In order to further evaluate the effectiveness of the proposed method on large-scene SAR images, an additional dataset, namely, the large-scale SAR ship detection dataset-v1.0 (LS-SSDD-v1.0) [55] was used, in which a large-scale image (i.e., 16,000 × 24,000 pixels) was tested by the proposed method. The large image was cropped into image chips of 800 × 800 pixels with no overlap before being sent into the network, and a confidence threshold of 0.2 was used for detection results, which are given in

Table 8. Detection results of the large-scene image.

Method	TP	FP	FN	P	R	F1	Time (s)
YOLOX-s	202	32	71	0.8632	0.7399	0.7968	17.77
the proposed method	211	28	62	0.8828	0.7729	0.8242	13.54

and Figure 12. It can be drawn from Table 8 that, compared with YOLOX-s, the proposed method can detect more ships with fewer false alarms. At the same time, the shorter inference time can be proof of its high detection efficiency. In the visualized result of Figure 12, most ships with both offshore and inshore backgrounds can be detected properly, indicating the stability of the proposed method in large-scene images.

4. Discussion

Based on the small scale of SAR ship targets and relatively weak texture level of SAR images, we design a lightweight detection network by removing the low-efficiency high-level features. Therefore, the detection accuracy of our one-level feature-based method is related to the target scale distribution of the dataset. In our experiments, we first verified the influence of adopting features of different levels on the SSDD and found that a shallow layer C₃ performs well in locating small ships. On this basis, we added the proposed RADC blocks and center-based uniform matching to C₃ and boosted the performance significantly. Furthermore, when trained with a larger dataset, the HRSID, the proposed method can also achieve comparable accuracy with the baseline while having a much smaller model size. The comparison results with other CNN-based detectors are visualized in Figure 13. It can be seen that the proposed method has a low model complexity and a high detection speed. From an overall perspective, the proposed method achieves comparable performance to other CNN-based detectors with computational cost, which proves the significant superiority of our method.

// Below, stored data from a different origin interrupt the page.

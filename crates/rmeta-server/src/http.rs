use std::sync::Arc;

use axum::body::Bytes;
use axum::extract::State;
use axum::routing::post;
use axum::Router;
use base64::prelude::*;
use tower_http::trace::TraceLayer;

use rmeta_consensus::ReplicatedLog;
use rmeta_storage::StateMachineStore;
use rmeta_types::command::*;
use rmeta_types::{CommandKind, MetaError, MetaRequest};

use crate::convert::{ret_code, Reply};
use crate::service::MetaService;

type SharedService<L, S> = Arc<MetaService<L, S>>;

/// `POST /<Kind>` for every command kind, plus `/Data` and `/Ping`.
pub fn router<L, S>(service: SharedService<L, S>) -> Router
where
    L: ReplicatedLog,
    S: StateMachineStore,
{
    command_routes::<L, S>()
        .route("/Data", post(handle_data::<L, S>).get(handle_data::<L, S>))
        .route("/Ping", post(handle_ping::<L, S>).get(handle_ping::<L, S>))
        .layer(TraceLayer::new_for_http())
        .with_state(service)
}

fn command_routes<L, S>() -> Router<SharedService<L, S>>
where
    L: ReplicatedLog,
    S: StateMachineStore,
{
    macro_rules! routes {
        ($($req:ident),+ $(,)?) => {
            Router::new()
                $(.route(&format!("/{}", CommandKind::$req), post(handle_command::<L, S, $req>)))+
        };
    }

    routes!(
        CreateDatabase,
        DropDatabase,
        CreateRetentionPolicy,
        DropRetentionPolicy,
        UpdateRetentionPolicy,
        CreateDatabaseWithRetentionPolicy,
        CreateShardGroup,
        DeleteShardGroup,
        DropShard,
        TruncateShardGroups,
        PruneShardGroups,
        PrecreateShardGroups,
        CreateDataNode,
        DeleteDataNode,
        CreateUser,
        DropUser,
        UpdateUser,
        SetPrivilege,
        SetAdminPrivilege,
        Authenticate,
        CreateContinuousQuery,
        DropContinuousQuery,
        CreateSubscription,
        DropSubscription,
        AcquireLease,
    )
}

/// Decode the body as `R`, propose it and reply with its result.
///
/// An empty body is read as `{}`. A body that does not decode is answered
/// before anything reaches the log.
async fn handle_command<L, S, R>(State(service): State<SharedService<L, S>>, body: Bytes) -> Reply
where
    L: ReplicatedLog,
    S: StateMachineStore,
    R: MetaRequest,
{
    let raw: &[u8] = if body.iter().all(u8::is_ascii_whitespace) { b"{}" } else { &body };
    let request: R = match serde_json::from_slice(raw) {
        Ok(request) => request,
        Err(e) => {
            let err = MetaError::Decode(format!("{} request: {e}", R::KIND));
            tracing::debug!(kind = %R::KIND, error = %err, "rejecting undecodable request");
            return Reply::error(&err);
        }
    };

    let result = service
        .execute(request)
        .await
        .and_then(|output| Reply::ok().with_result(R::RESULT_FIELD, &output));
    match result {
        Ok(reply) => reply,
        Err(e) => {
            tracing::debug!(kind = %R::KIND, ret_code = ret_code(&e), error = %e, "command failed");
            Reply::error(&e)
        }
    }
}

/// `data` is the bincode state, base64-encoded.
async fn handle_data<L, S>(State(service): State<SharedService<L, S>>) -> Reply
where
    L: ReplicatedLog,
    S: StateMachineStore,
{
    let result = service.data().await.and_then(|snapshot| {
        Reply::ok()
            .with("index", &snapshot.index)?
            .with("data", &BASE64_STANDARD.encode(&snapshot.data))
    });
    result.unwrap_or_else(|e| {
        tracing::debug!(error = %e, "data read failed");
        Reply::error(&e)
    })
}

async fn handle_ping<L, S>(State(service): State<SharedService<L, S>>) -> Reply
where
    L: ReplicatedLog,
    S: StateMachineStore,
{
    let index = service.ping();
    Reply::ok().with("index", &index).unwrap_or_else(|e| Reply::error(&e))
}

#[cfg(test)]
mod tests {
    use axum::body::Body;
    use axum::http::{Method, Request, StatusCode};
    use serde_json::{json, Value};
    use tower::ServiceExt;

    use rmeta_consensus::{LocalLog, LocalLogConfig};
    use rmeta_storage::mem::MemLogStorage;
    use rmeta_storage::{MemStateMachine, MetaData};

    use super::*;
    use crate::service::MetaServiceConfig;

    type TestLog = LocalLog<MemLogStorage, MemStateMachine>;

    async fn setup() -> (Router, Arc<TestLog>) {
        let state = MemStateMachine::default();
        let config = LocalLogConfig { node_id: 1, snapshot_threshold: 0 };
        let log = Arc::new(LocalLog::start(config, MemLogStorage::new(), state.clone()).await.unwrap());
        let service = MetaService::new(log.clone(), state, MetaServiceConfig::default());
        (router(Arc::new(service)), log)
    }

    async fn call(app: &Router, method: Method, path: &str, body: &str) -> (StatusCode, Value) {
        let request = Request::builder()
            .method(method)
            .uri(path)
            .header("content-type", "application/json")
            .body(Body::from(body.to_string()))
            .unwrap();
        let response = app.clone().oneshot(request).await.unwrap();
        let status = response.status();
        let bytes = axum::body::to_bytes(response.into_body(), usize::MAX).await.unwrap();
        let value = if bytes.is_empty() { Value::Null } else { serde_json::from_slice(&bytes).unwrap() };
        (status, value)
    }

    async fn post_json(app: &Router, path: &str, body: Value) -> Value {
        let (status, value) = call(app, Method::POST, path, &body.to_string()).await;
        assert_eq!(status, StatusCode::OK);
        value
    }

    async fn ping(app: &Router) -> u64 {
        let (_, value) = call(app, Method::GET, "/Ping", "").await;
        assert_eq!(value["retCode"], 0);
        value["index"].as_u64().unwrap()
    }

    #[tokio::test]
    async fn duplicate_database_is_rejected() {
        let (app, _log) = setup().await;

        let first = post_json(&app, "/CreateDatabase", json!({"name": "db1"})).await;
        assert_eq!(first["retCode"], 0);
        assert_eq!(first["retMsg"], "ok");
        assert_eq!(first["dbInfo"]["name"], "db1");
        assert_eq!(first["dbInfo"]["defaultRetentionPolicy"], "autogen");

        let second = post_json(&app, "/CreateDatabase", json!({"name": "db1"})).await;
        assert_eq!(second["retCode"], 4);
        assert!(second["retMsg"].as_str().unwrap().contains("already exists"));
        assert!(second.get("dbInfo").is_none());
    }

    #[tokio::test]
    async fn ping_advances_with_writes() {
        let (app, _log) = setup().await;
        let before = ping(&app).await;
        for n in 0..5 {
            let reply = post_json(&app, "/CreateDatabase", json!({"name": format!("db{n}")})).await;
            assert_eq!(reply["retCode"], 0);
        }
        assert!(ping(&app).await >= before + 5);
    }

    #[tokio::test]
    async fn undecodable_body_never_reaches_the_log() {
        let (app, log) = setup().await;
        let (status, reply) = call(&app, Method::POST, "/CreateDatabase", "{not json").await;
        assert_eq!(status, StatusCode::OK);
        assert_eq!(reply["retCode"], 1);

        let reply = post_json(&app, "/CreateShardGroup", json!({"database": "db"})).await;
        assert_eq!(reply["retCode"], 1);
        assert_eq!(log.applied_index(), 0);
    }

    #[tokio::test]
    async fn empty_body_decodes_as_empty_object() {
        let (app, log) = setup().await;
        let (_, reply) = call(&app, Method::POST, "/PruneShardGroups", "").await;
        assert_eq!(reply["retCode"], 0);
        assert_eq!(log.applied_index(), 1);
    }

    #[tokio::test]
    async fn data_reflects_committed_writes() {
        let (app, _log) = setup().await;
        post_json(&app, "/CreateDatabase", json!({"name": "db1"})).await;
        post_json(
            &app,
            "/CreateUser",
            json!({"name": "admin", "password": "secret", "admin": true}),
        )
        .await;

        let reply = post_json(&app, "/Data", json!({})).await;
        assert_eq!(reply["retCode"], 0);
        assert_eq!(reply["index"], 2);
        let bytes = BASE64_STANDARD.decode(reply["data"].as_str().unwrap()).unwrap();
        let data = MetaData::from_bytes(&bytes).unwrap();
        assert!(data.database("db1").is_some());
        assert!(data.user("admin").unwrap().admin);
        assert_eq!(data.index, 2);

        let (_, via_get) = call(&app, Method::GET, "/Data", "").await;
        assert_eq!(via_get["index"], 2);
    }

    #[tokio::test]
    async fn lease_is_held_until_expiry() {
        let (app, _log) = setup().await;
        let first = post_json(&app, "/AcquireLease", json!({"name": "cq", "nodeId": 1})).await;
        assert_eq!(first["retCode"], 0);
        assert_eq!(first["lease"]["owner"], 1);

        let second = post_json(&app, "/AcquireLease", json!({"name": "cq", "nodeId": 2})).await;
        assert_eq!(second["retCode"], 4);
        assert!(second.get("lease").is_none());

        let renewed = post_json(&app, "/AcquireLease", json!({"name": "cq", "nodeId": 1})).await;
        assert_eq!(renewed["retCode"], 0);
    }

    #[tokio::test]
    async fn authenticate_returns_user_info() {
        let (app, _log) = setup().await;
        post_json(&app, "/CreateUser", json!({"name": "bob", "password": "pw"})).await;

        let ok = post_json(&app, "/Authenticate", json!({"userName": "bob", "password": "pw"})).await;
        assert_eq!(ok["retCode"], 0);
        assert_eq!(ok["userInfo"]["name"], "bob");
        assert_eq!(ok["userInfo"]["admin"], false);

        let bad = post_json(&app, "/Authenticate", json!({"userName": "bob", "password": "no"})).await;
        assert_eq!(bad["retCode"], 4);
    }

    #[tokio::test]
    async fn follower_rejects_writes_and_reads() {
        let (app, log) = setup().await;
        post_json(&app, "/CreateDatabase", json!({"name": "db1"})).await;
        log.step_down();

        let write = post_json(&app, "/DropDatabase", json!({"name": "db1"})).await;
        assert_eq!(write["retCode"], 2);
        let read = post_json(&app, "/Data", json!({})).await;
        assert_eq!(read["retCode"], 5);
        assert!(read.get("data").is_none());

        // Ping stays available and reports the local index.
        assert_eq!(ping(&app).await, 1);
    }

    #[tokio::test]
    async fn every_command_kind_is_routed() {
        let (app, _log) = setup().await;
        for kind in CommandKind::ALL {
            let (status, reply) = call(&app, Method::POST, &format!("/{kind}"), "{}").await;
            assert_eq!(status, StatusCode::OK, "{kind}");
            assert!(reply["retCode"].is_i64(), "{kind}");
        }

        let (status, _) = call(&app, Method::POST, "/NoSuchCommand", "{}").await;
        assert_eq!(status, StatusCode::NOT_FOUND);
    }
}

By building a lightweight detector within a single scale, we proved the validity of the one-level feature for detecting ships in SAR images. Nevertheless, there are still some problems to be solved. First, the proposed method is not capable of detecting ships with extreme shapes, which means the robustness of the proposed method still needs to be improved. Second, from the detection results in Figure 11, it can be seen that the detection ability of our method for adjacent ships is limited. In addition, the adopted target representation, i.e., bounding box, is not the most appropriate form for oriented ship targets and more precise forms can be used for better ship representation. These problems are to be solved in our future work.

5. Conclusions

In this paper, we proposed a lightweight network using a one-level feature to achieve high-efficiency ship detection in SAR images. We replaced the feature pyramid structure with a streamlined neck and designed RADC blocks to detect ships of various scales. With RADC blocks, both the limited receptive field and weak semantic level of the one-level feature can be improved effectively. Furthermore, to deal with the imbalance problem between different scales in the training stage, we proposed center-based uniform matching, which assigns a fixed number of positive samples to each target. Experiments on the SSDD and HRSID showed that the proposed components can effectively improve the performance of the one-level feature. Compared with mainstream CNN-based detectors, the proposed method is fast and accurate. Additionally, the detection results on a large-scene image also prove the effectiveness of the proposed method.